Advanced UAA example (requires 2 GPUs):
python text_to_image.py \
--model Tongyi-MAI/Z-Image-Turbo \
--prompt "a cup of coffee on the table" \
--ulysses-degree 2 \
--ulysses-mode advanced_uaa \
--height 1024 \
--width 1024 \
--output outputs/coffee_hybrid.png
NextStep Models¶
NextStep-1.1 supports extra arguments for dual-level CFG control:
python text_to_image.py \
--model stepfun-ai/NextStep-1.1 \
--prompt "A baby panda wearing an Iron Man mask, holding a board with 'NextStep-1' written on it" \
--height 512 \
--width 512 \
--num-inference-steps 28 \
--guidance-scale 7.5 \
--guidance-scale-2 1.0 \
--cfg-schedule constant \
--output nextstep_output.png \
--seed 42
FLUX.2-dev Models¶
To run FLUX.2-dev on a single GPU, --enable-cpu-offload is required because the model weights exceed 80 GiB:
python examples/offline_inference/text_to_image/text_to_image.py \
--model black-forest-labs/FLUX.2-dev \
--prompt "a lovely bunny holding a sign that says 'vllm-omni'" \
--seed 42 \
--tensor-parallel-size 1 \
--num-images-per-prompt 1 \
--num-inference-steps 50 \
--guidance-scale 4.0 \
--height 1024 \
--width 1024 \
--enable-cpu-offload \
--output flux2-dev.png
Batch Requests (Multiple Prompts)¶
You can pass multiple prompts in a single generate call.

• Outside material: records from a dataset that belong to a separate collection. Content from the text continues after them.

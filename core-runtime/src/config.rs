//! # Core Configuration
//!
//! Builder for the bridge bundle the core needs at runtime. Validation is
//! fail-fast: required bridges are checked at `build()` with actionable
//! messages instead of panicking later at first use.
//!
//! Required:
//! - `SnapshotStore` — the unconditional local backup
//! - `SettingsStore` — persisted cloud account id and small preferences
//!
//! Optional:
//! - `Clock` — defaults to the system clock
//! - `DeckFileAccess` — platforms without a file picker simply never offer
//!   the file sink
//! - `CloudBackup` — without it the cloud sink cannot be connected
//!
//! ```ignore
//! let config = CoreConfig::builder()
//!     .snapshot_store(Arc::new(snapshot))
//!     .settings_store(Arc::new(settings))
//!     .cloud_backup(Arc::new(pantry))
//!     .build()?;
//! ```

use std::sync::Arc;
use std::time::Duration;

use bridge_traits::{Clock, CloudBackup, DeckFileAccess, SettingsStore, SnapshotStore, SystemClock};

use crate::error::{Error, Result};
use crate::events::DEFAULT_EVENT_BUFFER_SIZE;

/// Debounce window for the file sink. Short: local writes are cheap.
pub const DEFAULT_FILE_DEBOUNCE: Duration = Duration::from_secs(1);

/// Debounce window for the cloud sink. Longer than the file window because
/// cloud writes are costlier and rate-limited.
pub const DEFAULT_CLOUD_DEBOUNCE: Duration = Duration::from_secs(2);

/// Bridge bundle and tuning for the core.
#[derive(Clone)]
pub struct CoreConfig {
    /// Local snapshot store (required)
    pub snapshot_store: Arc<dyn SnapshotStore>,

    /// Settings storage (required)
    pub settings_store: Arc<dyn SettingsStore>,

    /// Time source
    pub clock: Arc<dyn Clock>,

    /// File sink access, when the platform offers one
    pub file_access: Option<Arc<dyn DeckFileAccess>>,

    /// Cloud backup provider, when configured
    pub cloud_backup: Option<Arc<dyn CloudBackup>>,

    /// Event bus channel capacity
    pub event_buffer_size: usize,

    /// Debounce window for file sink writes
    pub file_debounce: Duration,

    /// Debounce window for cloud sink writes
    pub cloud_debounce: Duration,
}

impl CoreConfig {
    pub fn builder() -> CoreConfigBuilder {
        CoreConfigBuilder::default()
    }
}

/// Builder for [`CoreConfig`].
#[derive(Default)]
pub struct CoreConfigBuilder {
    snapshot_store: Option<Arc<dyn SnapshotStore>>,
    settings_store: Option<Arc<dyn SettingsStore>>,
    clock: Option<Arc<dyn Clock>>,
    file_access: Option<Arc<dyn DeckFileAccess>>,
    cloud_backup: Option<Arc<dyn CloudBackup>>,
    event_buffer_size: Option<usize>,
    file_debounce: Option<Duration>,
    cloud_debounce: Option<Duration>,
}

impl CoreConfigBuilder {
    pub fn snapshot_store(mut self, store: Arc<dyn SnapshotStore>) -> Self {
        self.snapshot_store = Some(store);
        self
    }

    pub fn settings_store(mut self, store: Arc<dyn SettingsStore>) -> Self {
        self.settings_store = Some(store);
        self
    }

    pub fn clock(mut self, clock: Arc<dyn Clock>) -> Self {
        self.clock = Some(clock);
        self
    }

    pub fn file_access(mut self, access: Arc<dyn DeckFileAccess>) -> Self {
        self.file_access = Some(access);
        self
    }

    pub fn cloud_backup(mut self, backup: Arc<dyn CloudBackup>) -> Self {
        self.cloud_backup = Some(backup);
        self
    }

    pub fn event_buffer_size(mut self, size: usize) -> Self {
        self.event_buffer_size = Some(size);
        self
    }

    pub fn file_debounce(mut self, window: Duration) -> Self {
        self.file_debounce = Some(window);
        self
    }

    pub fn cloud_debounce(mut self, window: Duration) -> Self {
        self.cloud_debounce = Some(window);
        self
    }

    /// Validate and build the configuration.
    pub fn build(self) -> Result<CoreConfig> {
        let snapshot_store = self.snapshot_store.ok_or_else(|| {
            Error::InvalidConfig(
                "SnapshotStore is required. Provide one with .snapshot_store(...) — \
                 desktop hosts can use bridge_desktop::JsonFileSnapshotStore."
                    .to_string(),
            )
        })?;

        let settings_store = self.settings_store.ok_or_else(|| {
            Error::InvalidConfig(
                "SettingsStore is required. Provide one with .settings_store(...) — \
                 desktop hosts can use bridge_desktop::JsonFileSettingsStore."
                    .to_string(),
            )
        })?;

        let file_debounce = self.file_debounce.unwrap_or(DEFAULT_FILE_DEBOUNCE);
        let cloud_debounce = self.cloud_debounce.unwrap_or(DEFAULT_CLOUD_DEBOUNCE);

        if file_debounce.is_zero() || cloud_debounce.is_zero() {
            return Err(Error::InvalidConfig(
                "Debounce windows must be non-zero".to_string(),
            ));
        }

        Ok(CoreConfig {
            snapshot_store,
            settings_store,
            clock: self.clock.unwrap_or_else(|| Arc::new(SystemClock)),
            file_access: self.file_access,
            cloud_backup: self.cloud_backup,
            event_buffer_size: self.event_buffer_size.unwrap_or(DEFAULT_EVENT_BUFFER_SIZE),
            file_debounce,
            cloud_debounce,
        })
    }
}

from vllm_omni.entrypoints.omni import Omni
if __name__ == "__main__":
omni = Omni(model="Qwen/Qwen-Image")
prompts = [
"a cup of coffee on a table",
"a toy dinosaur on a sandy beach",
"a fox waking up in bed and yawning",
]
outputs = omni.generate(prompts)
for i, output in enumerate(outputs):
output.request_output.images[0].save(f"{i}.jpg")
Info
Not all models support batch inference, and batch requesting mostly does not provide significant performance improvement. This feature is primarily for interface compatibility with vLLM and to allow for future improvements.
Info
For diffusion pipelines, the stage config field stage_args.[].runtime.max_batch_size is 1 by default, and the input list is sliced into single-item requests before feeding into the diffusion pipeline. For models that do internally support batched inputs, you can modify this configuration to let the model accept a longer batch of prompts.
Negative Prompts¶
vLLM-Omni supports dictionary prompts for models that accept negative prompts:
from vllm_omni.entrypoints.omni import Omni
if __name__ == "__main__":
omni = Omni(model="Qwen/Qwen-Image")
outputs = omni.generate([
{
"prompt": "a cup of coffee on a table",
"negative_prompt": "low resolution"
},
{
"prompt": "a toy dinosaur on a sandy beach",
"negative_prompt": "cinematic, realistic"
}
])
for i, output in enumerate(outputs):
output.request_output.images[0].save(f"{i}.jpg")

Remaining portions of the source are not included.